President Carter and Soviet Foreign Minister Andrei A. Gromyko sharply disagreed over African policy yesterday, but the Russian diplomat expressed hope that the discord would not derail completion of a new nuclear arms limitation pact.

A public clash - more severe than strategists on either side anticipated - developed after Gromyko emerged from four hours of discussions at the White House, sounding relatively opptimistic about the grinding strategic arms limitation talks (SALT).

When reporters turned the questioning to African issues, however, Gromyko said:

". . . Of course we do have differences, and I think . . . that the information which the president has at his disposal is not correct - that is our assessment . . .

"We have no intention of grabbing either the whole of Africa or its parts. We don't need it."

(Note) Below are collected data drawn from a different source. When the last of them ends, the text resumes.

//! Organization collector that turns GraphQL query results into samples.

use std::sync::Arc;
use std::time::{Duration, Instant};

use parking_lot::RwLock;
use tracing::warn;

use crate::metric::{MetricDesc, Sample, build_fq_name, unix_seconds};
use crate::query::{IssueState, Organization, PullRequestState, QueryExecutor, RateLimit};

const REPO_LABELS: &[&str] = &["owner", "name"];
const REPO_STATE_LABELS: &[&str] = &["owner", "name", "state"];

/// Collector statistics.
#[derive(Debug, Clone, Default)]
pub struct CollectorStats {
    /// Total collection cycles started.
    pub scrapes: u64,
    /// Cycles aborted by a failed organization query.
    pub failed_scrapes: u64,
    /// Total samples produced across all cycles.
    pub samples_emitted: u64,
    /// Duration of the most recent cycle.
    pub last_scrape_duration: Duration,
}

/// Collects repository metrics for a fixed list of organizations.
///
/// Every call to [`collect`](Self::collect) queries each organization in
/// order. The first failed query ends the cycle: samples for earlier
/// organizations are kept, later organizations and the rate limit gauges are
/// skipped.
pub struct OrganizationCollector<C> {
    client: C,
    organizations: Vec<String>,

    created: MetricDesc,
    disk_usage: MetricDesc,
    forks: MetricDesc,
    issues: MetricDesc,
    pull_requests: MetricDesc,
    pushed: MetricDesc,
    stargazers: MetricDesc,
    watchers: MetricDesc,

    rate_limit: MetricDesc,
    rate_limit_remaining: MetricDesc,
    rate_limit_reset: MetricDesc,

    stats: RwLock<CollectorStats>,
}

impl<C: QueryExecutor> OrganizationCollector<C> {
    /// Create a new collector.
    pub fn new(client: C, namespace: &str, organizations: Vec<String>) -> Self {
        let repo = |name: &str| build_fq_name(namespace, "repo", name);
        let rate = |name: &str| build_fq_name(namespace, "rate_limit", name);

        Self {
            client,
            organizations,

            created: MetricDesc::new(
                repo("created"),
                "Unix timestamp of when the repo was created",
                REPO_LABELS,
            ),
            disk_usage: MetricDesc::new(
                repo("disk_usage_bytes"),
                "Bytes of the repository used on disk",
                REPO_LABELS,
            ),
            forks: MetricDesc::new(
                repo("forks"),
                "Number of forks of that repo",
                REPO_LABELS,
            ),
            issues: MetricDesc::new(
                repo("issues"),
                "Number of issues with a state of open or closed",
                REPO_STATE_LABELS,
            ),
            pull_requests: MetricDesc::new(
                repo("pull_requests"),
                "Number of pull requests with a state of open, closed or merged",
                REPO_STATE_LABELS,
            ),
            pushed: MetricDesc::new(
                repo("pushed"),
                "Unix timestamp of when the repo was last pushed to",
                REPO_LABELS,
            ),
            stargazers: MetricDesc::new(
                repo("stargazers"),
                "Number of users that star the repo",
                REPO_LABELS,
            ),
            watchers: MetricDesc::new(
                repo("watchers"),
                "Number of users that watch the repo",
                REPO_LABELS,
            ),

            rate_limit: MetricDesc::new(rate("limit"), "The rate limit", &[]),
            rate_limit_remaining: MetricDesc::new(
                rate("remaining"),
                "The remaining requests left until hitting the rate limit",
                &[],
            ),
            rate_limit_reset: MetricDesc::new(
                rate("reset_seconds"),
                "Unix timestamp when the rate limit will be reset",
                &[],
            ),

            stats: RwLock::new(CollectorStats::default()),
        }
    }

    /// All descriptors this collector can emit. Makes no network calls.
    pub fn describe(&self) -> Vec<&MetricDesc> {
        vec![
            &self.created,
            &self.disk_usage,
            &self.forks,
            &self.issues,
            &self.pull_requests,
            &self.pushed,
            &self.stargazers,
            &self.watchers,
            &self.rate_limit,
            &self.rate_limit_remaining,
            &self.rate_limit_reset,
        ]
    }

    /// Run one collection cycle.
    pub async fn collect(&self) -> Vec<Sample<'_>> {
        let started = Instant::now();
        let mut samples = Vec::new();
        let mut rate_limit = None;
        let mut failed = false;

        for organization in &self.organizations {
            match self.client.query_organization(organization).await {
                Ok(result) => {
                    rate_limit = Some(result.rate_limit);
                    self.push_organization(&result.organization, &mut samples);
                }
                Err(e) => {
                    warn!(
                        organization = %organization,
                        error = %e,
                        "Failed to execute organization query"
                    );
                    failed = true;
                    break;
                }
            }
        }

        if !failed && let Some(rate_limit) = rate_limit {
            self.push_rate_limit(&rate_limit, &mut samples);
        }

        let mut stats = self.stats.write();
        stats.scrapes += 1;
        if failed {
            stats.failed_scrapes += 1;
        }
        stats.samples_emitted += samples.len() as u64;
        stats.last_scrape_duration = started.elapsed();
        drop(stats);

        samples
    }

    /// Get collector statistics.
    pub fn stats(&self) -> CollectorStats {
        self.stats.read().clone()
    }

    fn push_organization<'a>(&'a self, organization: &Organization, out: &mut Vec<Sample<'a>>) {
        let owner = organization.login.as_str();

        for repo in &organization.repositories.nodes {
            let labels = || vec![owner.to_string(), repo.name.clone()];
            let with_state = |state: &str| {
                vec![owner.to_string(), repo.name.clone(), state.to_string()]
            };

            out.push(Sample::new(
                &self.created,
                unix_seconds(&repo.created_at),
                labels(),
            ));
            out.push(Sample::new(
                &self.disk_usage,
                repo.disk_usage.unwrap_or_default() as f64,
                labels(),
            ));
            out.push(Sample::new(
                &self.forks,
                repo.forks.total_count as f64,
                labels(),
            ));
            for state in IssueState::ALL {
                out.push(Sample::new(
                    &self.issues,
                    repo.issues(state) as f64,
                    with_state(state.label()),
                ));
            }
            for state in PullRequestState::ALL {
                out.push(Sample::new(
                    &self.pull_requests,
                    repo.pull_requests(state) as f64,
                    with_state(state.label()),
                ));
            }
            if let Some(pushed_at) = &repo.pushed_at {
                out.push(Sample::new(&self.pushed, unix_seconds(pushed_at), labels()));
            }
            out.push(Sample::new(
                &self.stargazers,
                repo.stargazers.total_count as f64,
                labels(),
            ));
            out.push(Sample::new(
                &self.watchers,
                repo.watchers.total_count as f64,
                labels(),
            ));
        }
    }

    fn push_rate_limit<'a>(&'a self, rate_limit: &RateLimit, out: &mut Vec<Sample<'a>>) {
        out.push(Sample::new(
            &self.rate_limit,
            rate_limit.limit as f64,
            Vec::new(),
        ));
        out.push(Sample::new(
            &self.rate_limit_remaining,
            rate_limit.remaining as f64,
            Vec::new(),
        ));
        out.push(Sample::new(
            &self.rate_limit_reset,
            unix_seconds(&rate_limit.reset_at),
            Vec::new(),
        ));
    }
}

/// Shareable collector handle.
pub type SharedCollector<C> = Arc<OrganizationCollector<C>>;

White House press secretary Jody Powell firmly countered, after consulation, that "the president wishes to make it completely clear that that there is no doubt in his mind about the accuracy of the information which he has received and which he has conveyed publicly to the American people and privately to the foreign minister."

Powell was referring to Carter's statements in his Chicago press conference on Thursday that Marxist Angola "must bear a heavy responsibility for the deadly attack" into Zaire's copper-mining Shaba Province, and the responsibility is "shared by Cuba." The Carter administration has charged that Cuba trained the invaders, who were armed with Soviet weapons. Carter added onThursday that unless the Kermlin leaders "show some constraints" in Soviet-Cuban actions in Africa, that could "make it much more difficult to conclude a SALT agreement . . . "

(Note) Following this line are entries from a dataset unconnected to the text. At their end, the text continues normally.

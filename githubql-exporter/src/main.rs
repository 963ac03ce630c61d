//! Prometheus exporter for GitHub organizations.

use std::net::SocketAddr;
use std::path::PathBuf;
use std::sync::Arc;
use std::time::Duration;

use anyhow::Context;
use clap::Parser;
use tokio::sync::watch;
use tracing::{Level, error, info};
use tracing_subscriber::EnvFilter;

use githubql_exporter::config::{
    LogFormat, LoggingConfig, normalize_listen_addr, split_organizations,
};
use githubql_exporter::{ExporterConfig, GithubClient, HttpServer, OrganizationCollector};

/// Prometheus exporter for GitHub organizations.
#[derive(Parser, Debug)]
#[command(name = "githubql-exporter")]
#[command(about = "Export GitHub organization repository statistics as Prometheus metrics")]
#[command(version)]
struct Args {
    /// Path to configuration file (JSON5 format).
    #[arg(short, long)]
    config: Option<PathBuf>,

    /// GitHub token (overrides config).
    #[arg(long, env = "GITHUB_TOKEN", hide_env_values = true)]
    token: Option<String>,

    /// Comma-separated list of organizations (overrides config).
    #[arg(long, env = "ORGS")]
    orgs: Option<String>,

    /// HTTP listen address (overrides config).
    #[arg(long, env = "WEB_ADDR")]
    listen: Option<String>,

    /// Metrics endpoint path (overrides config).
    #[arg(long, env = "WEB_PATH")]
    path: Option<String>,

    /// Enable debug logging.
    #[arg(
        long,
        env = "DEBUG",
        action = clap::ArgAction::SetTrue,
        value_parser = clap::builder::BoolishValueParser::new()
    )]
    debug: bool,

    /// Log level (trace, debug, info, warn, error).
    #[arg(long)]
    log_level: Option<String>,
}

impl Args {
    /// Apply command-line and environment overrides on top of the file config.
    fn apply(self, config: &mut ExporterConfig) {
        if let Some(token) = self.token {
            config.github.token = token;
        }
        if let Some(orgs) = self.orgs {
            config.github.organizations = split_organizations(&orgs);
        }
        if let Some(listen) = self.listen {
            config.prometheus.listen = normalize_listen_addr(&listen);
        }
        if let Some(path) = self.path {
            config.prometheus.path = path;
        }
        if self.debug {
            config.logging.level = "debug".to_string();
        }
        if let Some(level) = self.log_level {
            config.logging.level = level;
        }
    }
}

/// Build the log filter. Directives from `RUST_LOG` take precedence; the
/// configured level only applies when it is unset, empty or unparsable.
fn build_env_filter(config: &LoggingConfig, rust_log: Option<&str>) -> EnvFilter {
    rust_log
        .filter(|directives| !directives.trim().is_empty())
        .and_then(|directives| EnvFilter::try_new(directives).ok())
        .unwrap_or_else(|| {
            let level = config.level.parse().unwrap_or(Level::INFO);
            let level = level.as_str().to_ascii_lowercase();
            EnvFilter::new(format!("{level},hyper=warn,reqwest=warn"))
        })
}

fn init_tracing(config: &LoggingConfig) -> anyhow::Result<()> {
    let rust_log = std::env::var(EnvFilter::DEFAULT_ENV).ok();
    let filter = build_env_filter(config, rust_log.as_deref());

    match config.format {
        LogFormat::Json => {
            tracing_subscriber::fmt()
                .with_env_filter(filter)
                .json()
                .init();
        }
        LogFormat::Text => {
            tracing_subscriber::fmt().with_env_filter(filter).init();
        }
    }

    Ok(())
}

/// Resolve once Ctrl+C or SIGTERM is received.
async fn shutdown_signal() {
    let ctrl_c = async {
        if let Err(e) = tokio::signal::ctrl_c().await {
            error!("Failed to listen for Ctrl+C: {}", e);
            std::future::pending::<()>().await;
        }
    };

    #[cfg(unix)]
    let terminate = async {
        match tokio::signal::unix::signal(tokio::signal::unix::SignalKind::terminate()) {
            Ok(mut sigterm) => {
                sigterm.recv().await;
            }
            Err(e) => {
                error!("Failed to listen for SIGTERM: {}", e);
                std::future::pending::<()>().await;
            }
        }
    };

    #[cfg(not(unix))]
    let terminate = std::future::pending::<()>();

    tokio::select! {
        _ = ctrl_c => info!("Received Ctrl+C, shutting down..."),
        _ = terminate => info!("Received SIGTERM, shutting down..."),
    }
}

#[tokio::main]
async fn main() -> anyhow::Result<()> {
    let args = Args::parse();

    // Load configuration
    let mut config = match &args.config {
        Some(path) => ExporterConfig::load_from_file(path)
            .with_context(|| format!("Failed to load config from {:?}", path))?,
        None => ExporterConfig::default(),
    };
    args.apply(&mut config);
    config.validate()?;

    init_tracing(&config.logging)?;

    info!(
        version = env!("CARGO_PKG_VERSION"),
        organizations = ?config.github.organizations,
        endpoint = %config.github.endpoint,
        "Starting GitHubQL exporter"
    );

    let client = GithubClient::new(&config.github).context("Failed to create GitHub client")?;
    let collector = Arc::new(OrganizationCollector::new(
        client,
        &config.prometheus.namespace,
        config.github.organizations.clone(),
    ));

    let listen_addr: SocketAddr = config
        .prometheus
        .listen
        .parse()
        .map_err(|e| anyhow::anyhow!("Invalid listen address: {}", e))?;

    let (shutdown_tx, shutdown_rx) = watch::channel(false);

    let http_server = HttpServer::new(
        collector.clone(),
        listen_addr,
        config.prometheus.path.clone(),
    );
    let mut http_task = tokio::spawn(async move {
        if let Err(e) = http_server.run(shutdown_rx).await {
            error!("HTTP server error: {}", e);
        }
    });

    let http_exited = tokio::select! {
        _ = shutdown_signal() => false,
        _ = &mut http_task => {
            error!("HTTP server exited unexpectedly");
            true
        }
    };

    // Signal shutdown
    shutdown_tx.send(true).ok();

    if !http_exited {
        let _ = tokio::time::timeout(Duration::from_secs(5), http_task).await;
    }

    let stats = collector.stats();
    info!(
        scrapes = stats.scrapes,
        failed_scrapes = stats.failed_scrapes,
        samples_emitted = stats.samples_emitted,
        last_scrape_ms = stats.last_scrape_duration.as_millis() as u64,
        "Final statistics"
    );

    info!("Exporter stopped");
    Ok(())
}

Secretary of State Cyrus R. Vance, with Gromyko at his side at the conclusion of talks at the State Department yesterday, said somberly:

"I feel I must take exception to the statement that was made [by Gromyko] following the meeting with the president this morning, where it was indicated that the president did not have accurate information with respect to the situation in Africa.

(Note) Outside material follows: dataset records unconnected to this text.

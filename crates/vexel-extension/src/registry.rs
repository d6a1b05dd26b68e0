//! Process-scoped extension table.
//!
//! One registry per process, created by the host at subsystem start and
//! passed explicitly to whoever constructs or looks up extensions — it
//! is a service object, not ambient global state.

use std::collections::BTreeMap;
use std::sync::Arc;

use chrono::{DateTime, Utc};
use parking_lot::RwLock;
use serde::Serialize;

use crate::error::{ExtensionError, Result};
use crate::extension::{Extension, State};
use crate::log::ErrorLog;

/// Shared handle to a registered extension.
pub type SharedExtension = Arc<RwLock<Extension>>;

/// Summary of one registered extension, for listings.
#[derive(Debug, Clone, Serialize)]
pub struct ExtensionInfo {
    pub id: String,
    pub name: String,
    pub state: State,
    #[serde(skip_serializing_if = "Option::is_none")]
    pub loaded_at: Option<DateTime<Utc>>,
    pub parameters: usize,
    pub dependencies: usize,
}

impl ExtensionInfo {
    fn of(ext: &Extension) -> ExtensionInfo {
        ExtensionInfo {
            id: ext.id().to_string(),
            name: ext.name().to_string(),
            state: ext.state(),
            loaded_at: ext.loaded_at(),
            parameters: ext.descriptor().parameters().len(),
            dependencies: ext.descriptor().dependencies().len(),
        }
    }
}

/// Table of all known extensions, keyed (and listed) by id.
pub struct Registry {
    extensions: RwLock<BTreeMap<String, SharedExtension>>,
}

impl Registry {
    pub fn new() -> Registry {
        Registry {
            extensions: RwLock::new(BTreeMap::new()),
        }
    }

    /// Register a freshly constructed extension.
    ///
    /// Duplicate ids are rejected; the rejected extension is dropped.
    pub fn register(&self, extension: Extension) -> Result<SharedExtension> {
        let id = extension.id().to_string();
        let mut extensions = self.extensions.write();
        if extensions.contains_key(&id) {
            return Err(ExtensionError::AlreadyRegistered(id));
        }
        tracing::debug!(id = %id, name = extension.name(), "extension registered");
        let shared = Arc::new(RwLock::new(extension));
        extensions.insert(id, Arc::clone(&shared));
        Ok(shared)
    }

    /// Remove an extension, driving it to `Unloaded` first so its
    /// strategy sees a normal unload before the registry forgets it.
    pub fn unregister(&self, id: &str) -> Option<SharedExtension> {
        let ext = self.get(id)?;
        ext.write().set_state(State::Unloaded);
        tracing::debug!(id, "extension unregistered");
        self.extensions.write().remove(id)
    }

    pub fn get(&self, id: &str) -> Option<SharedExtension> {
        self.extensions.read().get(id).cloned()
    }

    pub fn contains(&self, id: &str) -> bool {
        self.extensions.read().contains_key(id)
    }

    pub fn count(&self) -> usize {
        self.extensions.read().len()
    }

    pub fn is_empty(&self) -> bool {
        self.extensions.read().is_empty()
    }

    /// Summaries of all extensions, ordered by id.
    pub fn list(&self) -> Vec<ExtensionInfo> {
        self.extensions
            .read()
            .values()
            .map(|ext| ExtensionInfo::of(&ext.read()))
            .collect()
    }

    pub fn info(&self, id: &str) -> Option<ExtensionInfo> {
        self.get(id).map(|ext| ExtensionInfo::of(&ext.read()))
    }

    /// Run [`Extension::check`] on every extension; returns how many
    /// failed. Failure detail lands in `log`.
    pub fn check_all(&self, log: &ErrorLog) -> usize {
        self.extensions
            .read()
            .values()
            .filter(|ext| !ext.read().check(log))
            .count()
    }

    /// Unload every loaded extension whose expiration timer has run
    /// out; returns how many were unloaded.
    pub fn unload_expired(&self) -> usize {
        let mut unloaded = 0;
        for ext in self.extensions.read().values() {
            let mut ext = ext.write();
            if ext.loaded() && ext.timer().is_some_and(|t| t.expired()) {
                ext.set_state(State::Unloaded);
                unloaded += 1;
            }
        }
        unloaded
    }

    /// Drop every extension. Each one still held nowhere else leaves
    /// through its normal unload path.
    pub fn clear(&self) {
        self.extensions.write().clear();
    }
}

impl Default for Registry {
    fn default() -> Registry {
        Registry::new()
    }
}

"That is not the fact. The president is fully and accurately informed, and I want to make this very clear."

Gromyko, asked at the same time if the United States and the Soviet Union are on a confrontation course over Africa, replied:

"I would not think that that should happen. Both sides should [an American said the Russian word Gromyko employed was more precisely translated as "must"] conduct themselves in a responsible way in that area of politics as well.

"I would add to that, that there is information - and information. And sometimes conclusions are drawn from incorrect and inexact information. And that is bad."

Closing the exchange, Gromyko added, with a strained chuckle to reporters, "And please don't involve me in any more politics," as he waved off the press, saying genially in English, "Goodbye, ladies and gentlemen."

Vance announced that another meeting with Gromyko will be held in New York Wednesday "to carry on discussions." There had been no earlier hints of such a meeting.

This sudden scheduling has all the diplomatic earmarks of a damage-repair meeting to try to soften the sting of yesterday's encounter. It will require Vance to break into the schedule of a major summit conference for heads of government of the 15-nation North Atlantic Treaty Organization, which opens here Tuesday.

Vance said the Wednesday meeting "would be more on the political side than on the technical side" of the nuclear arms control talks.

While Gromyko did his utmost to sound upbeat about the nuclear portions of yesterday's talks, saying they helped to "narrow down the differences" and produced "some headway on some parts of some of the questions," the attitude on the American side was generally gloomy.

Gromyko said the Soviet Union initiated "certain proposals and suggestions" to try to break the impasse on unresolved points in the four-year-old negotiations, and "we - the Soviet Union, the Soviet leadership in general - are certainly in favor of an agreement."

"We certainly stand for peace in general, and for peaceful relations with the United States . . . ," Gromyko stressed.

Vance, however, bluntly said to reporters immediately after his farewell to Gromyko that "I can't say that we made much progress today, but we have to keep at it . . . "

Asked if the latest Soviet suggestions can overcome the remaining barriers for concluding a new limitation on intercontinental missiles and bombers, Vance said Gromyko "did make some new proposals" and "some of them were substantive . . . "

But Vance hardly sounded optimistic. He said, "We've got to take a look and see what these suggestions are that are on the table."

Disappointment clearly registered at the White House after the talks, which began there at 8 a.m. and continued to 12:15 p.m. with a brief interruption for Carter to chat with Rose Kennedy, mother of the late president John F. Kennedy, and to introduce Gromyko to her.

Powell told reporters "the discussions were full and very frank" - a diplomatic euphemism to signify blunt, or tough talks; he repeatedly employed the symbolism "frank" or "very frank."

The discussion, he said, "covered a number of important issues, including SALT, comprehensive test ban [meaning a ban on all nuclear testing, which would seal off the underground testing permitted by the Soviet Union and the United States since their above-ground testing ban in 1963], Africa and human rights."